Top of Data to examine
//! Contracts between the runtime and the code it hosts: root contents and
//! resource initializers.

mod content;
mod events;

pub use content::{
    ApplicationResourceInitializer, DeviceResourceInitializer, WindowRootContent,
};
pub use events::{DeviceDisposeInfo, DeviceInitInfo, RenderInfo};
Bottom of Data to examine
What to produce: Search the material above for the string "events". Show every line that holds it.

Response:
mod events;
pub use events::{DeviceDisposeInfo, DeviceInitInfo, RenderInfo};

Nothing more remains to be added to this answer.